Validation and comparison of seventeen noninvasive models for evaluating liver fibrosis in Chinese hepatitis B patients
Funding information
This study was supported by the National Natural Science Foundation of China (No.81471933, No.81672009 and No.81670528) and National Science and Technology Major Project of China (No. 2017ZX10202202 and No. 2017ZX10202203-007).
Abstract
Background & Aims
To avoid liver biopsy, many noninvasive models comprised of serum markers for liver fibrosis assessment have been developed. Given that most of them were developed in hepatitis C cohorts and few of them have been validated in Chinese hepatitis B patients, we aim to conduct this validation and compare their diagnostic accuracies in such a population.
Methods
A total of 937 HBV-infected patients who underwent liver biopsy were included in this single-centre retrospective study. The diagnostic accuracies of the 17 noninvasive models were assessed by areas under the receiver-operating characteristic curves (AUROCs), using histologically evaluated fibrotic stages of the biopsy specimens as standards. To compare efficiencies of the models, a grading system based on AUROC levels was developed.
Results
For discriminating significant fibrosis in all patients, the best three noninvasive models were King's score (AUROC = 0.756), Virahep-C model (AUROC = 0.756) and GPR (AUROC = 0.744); and for diagnosing cirrhosis, Lok index (AUROC = 0.832), FI (AUROC = 0.820) and FIB-4 (AUROC = 0.818) got the first three places. AUROCs in HBeAg-positive group were generally higher than those in HBeAg-negative group.

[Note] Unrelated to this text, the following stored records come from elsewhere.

//! # Application State
//!
//! Everything the screen shows, owned by the [`Controller`](crate::controller::Controller)
//! and handed to the renderer by reference.
//!
//! ## State Structure
//! ```text
//! ┌─────────────────────────────────────────────────────────────────────────┐
//! │                          ViewModel                                      │
//! │                                                                         │
//! │  ┌──────────────────┐  ┌─────────────────────┐  ┌───────────────────┐  │
//! │  │  table           │  │  form               │  │  notice           │  │
//! │  │  rows, selected  │  │  name, price, stock │  │  Option<Notice>   │  │
//! │  └──────────────────┘  └─────────────────────┘  └───────────────────┘  │
//! │                                                                         │
//! │  focus · button · status · should_quit                                 │
//! └─────────────────────────────────────────────────────────────────────────┘
//! ```
//!
//! [`ConfigState`] is separate: it is resolved once at startup and never
//! changes.

pub mod config;
mod form;
mod table;

pub use config::ConfigState;
pub use form::{Edit, FormField, FormState, TextField};
pub use table::ProductTable;

use crate::error::Notice;

/// Which widget receives key presses.
#[derive(Debug, Clone, Copy, PartialEq, Eq)]
pub enum Focus {
    Table,
    Field(FormField),
    Buttons,
}

impl Focus {
    /// Tab order: table, Name, Price, Stock, buttons, then back to the table.
    pub fn next(self) -> Self {
        match self {
            Focus::Table => Focus::Field(FormField::Name),
            Focus::Field(FormField::Name) => Focus::Field(FormField::Price),
            Focus::Field(FormField::Price) => Focus::Field(FormField::Stock),
            Focus::Field(FormField::Stock) => Focus::Buttons,
            Focus::Buttons => Focus::Table,
        }
    }

    pub fn prev(self) -> Self {
        match self {
            Focus::Table => Focus::Buttons,
            Focus::Field(FormField::Name) => Focus::Table,
            Focus::Field(FormField::Price) => Focus::Field(FormField::Name),
            Focus::Field(FormField::Stock) => Focus::Field(FormField::Price),
            Focus::Buttons => Focus::Field(FormField::Stock),
        }
    }
}

/// The five command buttons.
#[derive(Debug, Clone, Copy, PartialEq, Eq)]
pub enum Button {
    Add,
    Delete,
    Update,
    Search,
    ShowAll,
}

impl Button {
    /// Display order, left to right.
    pub const ALL: [Button; 5] = [
        Button::Add,
        Button::Delete,
        Button::Update,
        Button::Search,
        Button::ShowAll,
    ];

    pub fn label(&self) -> &'static str {
        match self {
            Button::Add => "Add",
            Button::Delete => "Delete",
            Button::Update => "Update",
            Button::Search => "Search",
            Button::ShowAll => "Show All",
        }
    }

    /// Function key shortcut, F2 through F6.
    pub fn shortcut(&self) -> u8 {
        match self {
            Button::Add => 2,
            Button::Delete => 3,
            Button::Update => 4,
            Button::Search => 5,
            Button::ShowAll => 6,
        }
    }

    /// Button for a function key, if any.
    pub fn from_shortcut(key: u8) -> Option<Self> {
        Button::ALL.into_iter().find(|b| b.shortcut() == key)
    }

    fn index(self) -> usize {
        Button::ALL.iter().position(|&b| b == self).unwrap_or(0)
    }

    /// Button to the right, wrapping around.
    pub fn next(self) -> Self {
        Button::ALL[(self.index() + 1) % Button::ALL.len()]
    }

    /// Button to the left, wrapping around.
    pub fn prev(self) -> Self {
        Button::ALL[(self.index() + Button::ALL.len() - 1) % Button::ALL.len()]
    }
}

/// The full screen state.
#[derive(Debug, Clone, PartialEq)]
pub struct ViewModel {
    pub form: FormState,
    pub table: ProductTable,
    /// Modal notice; while set, other input is blocked.
    pub notice: Option<Notice>,
    pub focus: Focus,
    /// Highlighted button on the button bar.
    pub button: Button,
    /// Short text for the hint line.
    pub status: Option<String>,
    pub should_quit: bool,
}

impl Default for ViewModel {
    fn default() -> Self {
        ViewModel {
            form: FormState::new(),
            table: ProductTable::new(),
            notice: None,
            focus: Focus::Table,
            button: Button::Add,
            status: None,
            should_quit: false,
        }
    }
}

impl ViewModel {
    pub fn new() -> Self {
        Self::default()
    }

    /// Shows a modal notice.
    pub fn show_notice(&mut self, notice: Notice) {
        self.notice = Some(notice);
    }

    pub fn dismiss_notice(&mut self) {
        self.notice = None;
    }

    pub fn set_status(&mut self, status: impl Into<String>) {
        self.status = Some(status.into());
    }
}

#[cfg(test)]
mod tests {
    use super::*;

    #[test]
    fn test_focus_cycle() {
        let mut focus = Focus::Table;
        let mut seen = vec![focus];
        for _ in 0..4 {
            focus = focus.next();
            seen.push(focus);
        }

        assert_eq!(
            seen,
            vec![
                Focus::Table,
                Focus::Field(FormField::Name),
                Focus::Field(FormField::Price),
                Focus::Field(FormField::Stock),
                Focus::Buttons,
            ]
        );
        assert_eq!(focus.next(), Focus::Table);
        assert_eq!(Focus::Table.prev(), Focus::Buttons);
        assert_eq!(Focus::Buttons.prev().next(), Focus::Buttons);
    }

    #[test]
    fn test_button_order_and_shortcuts() {
        assert_eq!(Button::Add.prev(), Button::ShowAll);
        assert_eq!(Button::ShowAll.next(), Button::Add);
        assert_eq!(Button::Delete.next(), Button::Update);

        assert_eq!(Button::from_shortcut(2), Some(Button::Add));
        assert_eq!(Button::from_shortcut(6), Some(Button::ShowAll));
        assert_eq!(Button::from_shortcut(7), None);
        assert_eq!(Button::ShowAll.label(), "Show All");
    }

    #[test]
    fn test_notice_lifecycle() {
        let mut view = ViewModel::new();
        assert!(view.notice.is_none());

        view.show_notice(Notice::info("Success", "done"));
        assert!(view.notice.is_some());

        view.dismiss_notice();
        assert!(view.notice.is_none());
    }
}
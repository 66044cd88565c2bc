//! # Error Types
//!
//! Domain-specific error types for stockroom-core.
//!
//! ## Error Hierarchy
//! ```text
//! ┌─────────────────────────────────────────────────────────────────────────┐
//! │                         Error Types                                     │
//! │                                                                         │
//! │  stockroom-core errors (this file)                                     │
//! │  ├── CoreError        - Anything the domain layer rejects              │
//! │  └── ValidationError  - Form input that cannot be converted            │
//! │                                                                         │
//! │  stockroom-db errors (separate crate)                                  │
//! │  └── DbError          - Database operation failures                    │
//! │                                                                         │
//! │  stockroom-tui (in app)                                                │
//! │  └── Notice           - What the user sees (modal dialog)              │
//! │                                                                         │
//! │  Flow: CoreError ───────┐                                               │
//! │        DbError ─────────┴──► Notice ──► Modal dialog                   │
//! └─────────────────────────────────────────────────────────────────────────┘
//! ```

use thiserror::Error;

// =============================================================================
// Core Error
// =============================================================================

/// Errors raised by the domain layer.
///
/// Form parsing wraps its [`ValidationError`] here so the app converts a
/// single type into a notice.
#[derive(Debug, Clone, PartialEq, Eq, Error)]
pub enum CoreError {
    /// Form input failed validation.
    #[error(transparent)]
    Validation(#[from] ValidationError),
}

/// Result alias for domain operations.
pub type CoreResult<T> = Result<T, CoreError>;

// =============================================================================
// Validation Error
// =============================================================================

/// Input validation errors.
///
/// Raised while converting form text, before any statement reaches the store.
#[derive(Debug, Clone, PartialEq, Eq, Error)]
pub enum ValidationError {
    /// A required field is missing or empty.
    #[error("{field} is required")]
    Required { field: String },

    /// Field text is not a number of the expected kind.
    #[error("{field} must be {expected}, got '{value}'")]
    InvalidNumber {
        field: String,
        expected: String,
        value: String,
    },
}

impl ValidationError {
    /// Creates a Required error for a field.
    pub fn required(field: impl Into<String>) -> Self {
        ValidationError::Required {
            field: field.into(),
        }
    }

    /// Creates an InvalidNumber error.
    pub fn invalid_number(
        field: impl Into<String>,
        expected: impl Into<String>,
        value: impl Into<String>,
    ) -> Self {
        ValidationError::InvalidNumber {
            field: field.into(),
            expected: expected.into(),
            value: value.into(),
        }
    }
}
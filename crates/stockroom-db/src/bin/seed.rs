//! # Seed Data Generator
//!
//! Populates the database with demo products for development.
//!
//! ## Usage
//! ```bash
//! # Generate 50 products (default) into ./products.db
//! cargo run -p stockroom-db --bin seed
//!
//! # Generate custom amount
//! cargo run -p stockroom-db --bin seed -- --count 200
//!
//! # Specify database path
//! cargo run -p stockroom-db --bin seed -- --db ./data/products.db
//! ```

use std::env;
use stockroom_core::ProductDraft;
use stockroom_db::{Database, DbConfig};

/// Base product names for demo data
const NAMES: &[&str] = &[
    "Apple",
    "Banana",
    "Cherry",
    "Widget",
    "Gadget",
    "Sprocket",
    "Bolt",
    "Washer",
    "Hinge",
    "Bracket",
];

/// Size variants
const SIZES: &[&str] = &["Small", "Medium", "Large", "XL", "Pack of 6"];

#[tokio::main]
async fn main() -> Result<(), Box<dyn std::error::Error>> {
    let args: Vec<String> = env::args().collect();

    let mut count: usize = 50;
    let mut db_path = String::from("./products.db");

    let mut i = 1;
    while i < args.len() {
        match args[i].as_str() {
            "--count" | "-c" => {
                if i + 1 < args.len() {
                    count = args[i + 1].parse().unwrap_or(50);
                    i += 1;
                }
            }
            "--db" | "-d" => {
                if i + 1 < args.len() {
                    db_path = args[i + 1].clone();
                    i += 1;
                }
            }
            "--help" | "-h" => {
                println!("Stockroom Seed Data Generator");
                println!();
                println!("Usage: seed [OPTIONS]");
                println!();
                println!("Options:");
                println!("  -c, --count <N>    Number of products to generate (default: 50)");
                println!("  -d, --db <PATH>    Database file path (default: ./products.db)");
                println!("  -h, --help         Show this help message");
                return Ok(());
            }
            _ => {}
        }
        i += 1;
    }

    println!("Stockroom Seed Data Generator");
    println!("=============================");
    println!("Database: {}", db_path);
    println!("Products: {}", count);
    println!();

    let db = Database::new(DbConfig::new(&db_path)).await?;
    println!("✓ Connected to database");

    let existing = db.products().count().await?;
    if existing > 0 {
        println!("⚠ Database already has {} products", existing);
        println!("  Skipping seed to avoid duplicates.");
        println!("  Delete the database file to regenerate.");
        db.close().await;
        return Ok(());
    }

    let start = std::time::Instant::now();
    let mut generated = 0;

    for seed in 0..count {
        let draft = generate_product(seed);

        if let Err(e) = db.products().insert(&draft).await {
            eprintln!("Failed to insert {}: {}", draft.name, e);
            continue;
        }

        generated += 1;
    }

    println!(
        "✓ Generated {} products in {:?}",
        generated,
        start.elapsed()
    );

    let hits = db.products().search_by_name("a").await?;
    println!("  Search 'a': {} results", hits.len());

    db.close().await;
    println!("✓ Seed complete!");

    Ok(())
}

/// Builds one demo product from a sequence number.
fn generate_product(seed: usize) -> ProductDraft {
    let name = NAMES[seed % NAMES.len()];
    let size = SIZES[(seed / NAMES.len()) % SIZES.len()];

    // 0.99 - 19.98, two decimals
    let cents = 99 + (seed * 37) % 1900;
    let price = cents as f64 / 100.0;

    let stock = ((seed * 13) % 101) as i64;

    ProductDraft::new(format!("{} {}", name, size), price, stock)
}

#[cfg(test)]
mod tests {
    use super::*;

    #[test]
    fn test_generated_products_are_valid() {
        for seed in 0..200 {
            let draft = generate_product(seed);
            assert!(!draft.name.is_empty());
            assert!(draft.price >= 0.99 && draft.price < 20.0);
            assert!((0..=100).contains(&draft.stock));
        }
    }

    #[test]
    fn test_names_cycle_through_sizes() {
        assert_eq!(generate_product(0).name, "Apple Small");
        assert_eq!(generate_product(1).name, "Banana Small");
        assert_eq!(generate_product(NAMES.len()).name, "Apple Medium");
    }
}
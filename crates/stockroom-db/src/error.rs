//! # Database Error Types
//!
//! ## Error Flow
//! ```text
//! ┌─────────────────────────────────────────────────────────────────────────┐
//! │                    Error Propagation                                    │
//! │                                                                         │
//! │  SQLite Error (sqlx::Error)                                            │
//! │       │                                                                 │
//! │       ▼                                                                 │
//! │  DbError (this module) ← Adds context and categorization               │
//! │       │                                                                 │
//! │       ▼                                                                 │
//! │  Notice (in the terminal app) ← Title + message for the modal dialog   │
//! │                                                                         │
//! └─────────────────────────────────────────────────────────────────────────┘
//! ```
//!
//! The accessor never displays anything. Callers decide what to show.

use thiserror::Error;

/// Database operation errors.
#[derive(Debug, Error)]
pub enum DbError {
    /// Entity not found in database.
    ///
    /// ## When This Occurs
    /// - `fetch_one` returns no rows
    #[error("{entity} not found: {id}")]
    NotFound { entity: String, id: String },

    /// Database connection failed.
    ///
    /// ## When This Occurs
    /// - Database file can't be created (missing directory, permissions)
    /// - File is not a SQLite database
    #[error("Connection failed: {0}")]
    ConnectionFailed(String),

    /// Creating the products table failed.
    #[error("Schema setup failed: {0}")]
    SchemaFailed(String),

    /// Query execution failed.
    ///
    /// ## When This Occurs
    /// - SQL error reported by SQLite (malformed statement, locked file, I/O)
    #[error("Query failed: {0}")]
    QueryFailed(String),

    /// The single connection could not be acquired in time.
    #[error("Connection pool exhausted")]
    PoolExhausted,

    /// Internal database error.
    #[error("Internal database error: {0}")]
    Internal(String),
}

impl DbError {
    /// Creates a NotFound error for a given entity type and ID.
    pub fn not_found(entity: impl Into<String>, id: impl ToString) -> Self {
        DbError::NotFound {
            entity: entity.into(),
            id: id.to_string(),
        }
    }
}

/// Convert sqlx errors to DbError.
///
/// ## Error Mapping
/// ```text
/// sqlx::Error::RowNotFound    → DbError::NotFound
/// sqlx::Error::Database       → DbError::QueryFailed (SQLite message)
/// sqlx::Error::PoolTimedOut   → DbError::PoolExhausted
/// sqlx::Error::PoolClosed     → DbError::ConnectionFailed
/// Other                       → DbError::Internal
/// ```
impl From<sqlx::Error> for DbError {
    fn from(err: sqlx::Error) -> Self {
        match err {
            sqlx::Error::RowNotFound => DbError::not_found("Record", "unknown"),

            sqlx::Error::Database(db_err) => DbError::QueryFailed(db_err.message().to_string()),

            sqlx::Error::PoolTimedOut => DbError::PoolExhausted,

            sqlx::Error::PoolClosed => DbError::ConnectionFailed("Pool is closed".to_string()),

            _ => DbError::Internal(err.to_string()),
        }
    }
}

/// Result type for database operations.
pub type DbResult<T> = Result<T, DbError>;
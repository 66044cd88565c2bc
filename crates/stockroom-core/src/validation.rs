//! # Validation Module
//!
//! Turns raw form text into typed values.
//!
//! ## Validation Strategy
//! ```text
//! ┌─────────────────────────────────────────────────────────────────────────┐
//! │                      Validation Layers                                  │
//! │                                                                         │
//! │  Layer 1: Terminal form                                                │
//! │  └── Raw text, no checks while typing                                  │
//! │           │                                                             │
//! │           ▼                                                             │
//! │  Layer 2: THIS MODULE                                                  │
//! │  ├── price → f64 (finite)                                              │
//! │  ├── stock → i64                                                       │
//! │  └── search term must not be empty                                     │
//! │           │                                                             │
//! │           ▼                                                             │
//! │  Layer 3: Database (SQLite)                                            │
//! │  └── PRIMARY KEY only                                                  │
//! └─────────────────────────────────────────────────────────────────────────┘
//! ```
//!
//! Only type coercion is checked. Negative prices and stock are accepted,
//! and so is an empty name.

use crate::error::ValidationError;
use crate::types::ProductDraft;

/// Result type for validation operations.
pub type ValidationResult<T> = Result<T, ValidationError>;

// =============================================================================
// Numeric Fields
// =============================================================================

/// Parses the Price field.
///
/// ## Example
/// ```rust
/// use stockroom_core::validation::parse_price;
///
/// assert_eq!(parse_price(" 9.99 ").unwrap(), 9.99);
/// assert_eq!(parse_price("-1").unwrap(), -1.0);
/// assert!(parse_price("").is_err());
/// assert!(parse_price("NaN").is_err());
/// ```
pub fn parse_price(raw: &str) -> ValidationResult<f64> {
    let text = raw.trim();

    if text.is_empty() {
        return Err(ValidationError::required("Price"));
    }

    match text.parse::<f64>() {
        Ok(value) if value.is_finite() => Ok(value),
        _ => Err(ValidationError::invalid_number("Price", "a number", text)),
    }
}

/// Parses the Stock field.
///
/// ## Example
/// ```rust
/// use stockroom_core::validation::parse_stock;
///
/// assert_eq!(parse_stock("5").unwrap(), 5);
/// assert!(parse_stock("5.5").is_err());
/// ```
pub fn parse_stock(raw: &str) -> ValidationResult<i64> {
    let text = raw.trim();

    if text.is_empty() {
        return Err(ValidationError::required("Stock"));
    }

    text.parse::<i64>()
        .map_err(|_| ValidationError::invalid_number("Stock", "a whole number", text))
}

/// Parses all three form fields into a draft.
///
/// The name is taken as typed. Price is checked before stock, so the first
/// bad field is the one reported.
pub fn parse_draft(name: &str, price: &str, stock: &str) -> ValidationResult<ProductDraft> {
    let price = parse_price(price)?;
    let stock = parse_stock(stock)?;

    Ok(ProductDraft::new(name, price, stock))
}

// =============================================================================
// Search
// =============================================================================

/// Validates a search term.
///
/// ## Rules
/// - Must not be empty (an empty search is refused, it does not list everything)
/// - Used verbatim otherwise; `%` and `_` keep their LIKE meaning
///
/// ## Returns
/// The term, unchanged.
pub fn validate_search_term(term: &str) -> ValidationResult<String> {
    if term.is_empty() {
        return Err(ValidationError::required("search term"));
    }

    Ok(term.to_string())
}

// =============================================================================
// Unit Tests
// =============================================================================
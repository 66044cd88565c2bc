use ratatui::layout::{Constraint, Direction, Layout as RatatuiLayout, Rect};

/// Screen areas, top to bottom.
pub struct Areas {
    pub title: Rect,
    pub table: Rect,
    pub form: Rect,
    pub buttons: Rect,
    pub status: Rect,
}

/// Layout manager for the TUI
pub struct Layout;

impl Layout {
    /// Split the screen into title bar, product table, entry form, button
    /// bar and hint line.
    pub fn main(area: Rect) -> Areas {
        let chunks = RatatuiLayout::default()
            .direction(Direction::Vertical)
            .constraints([
                Constraint::Length(2), // Title bar
                Constraint::Min(5),    // Product table
                Constraint::Length(5), // Name / Price / Stock
                Constraint::Length(3), // Buttons
                Constraint::Length(1), // Hints
            ])
            .split(area);

        Areas {
            title: chunks[0],
            table: chunks[1],
            form: chunks[2],
            buttons: chunks[3],
            status: chunks[4],
        }
    }

    /// A rectangle of at most `width` x `height`, centred in `area`.
    pub fn centered(area: Rect, width: u16, height: u16) -> Rect {
        let width = width.min(area.width);
        let height = height.min(area.height);
        Rect {
            x: area.x + (area.width - width) / 2,
            y: area.y + (area.height - height) / 2,
            width,
            height,
        }
    }
}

In addition, based on the grading system, Virahep-C and GPR outstood others in evaluating liver fibrosis in all patients.
Conclusions
In Chinese HBV-infected patients, Virahep-C models and GPR had high accuracies in diagnosing liver fibrosis and cirrhosis, while the most discussed models like APRI and FIB-4 did not outstand. Assessment should take into account the HBeAg sero-status, since these noninvasive models were more appropriate for HBeAg-positive patients than HBeAg-negative ones.
CONFLICT OF INTEREST
The authors do not have any disclosures to report.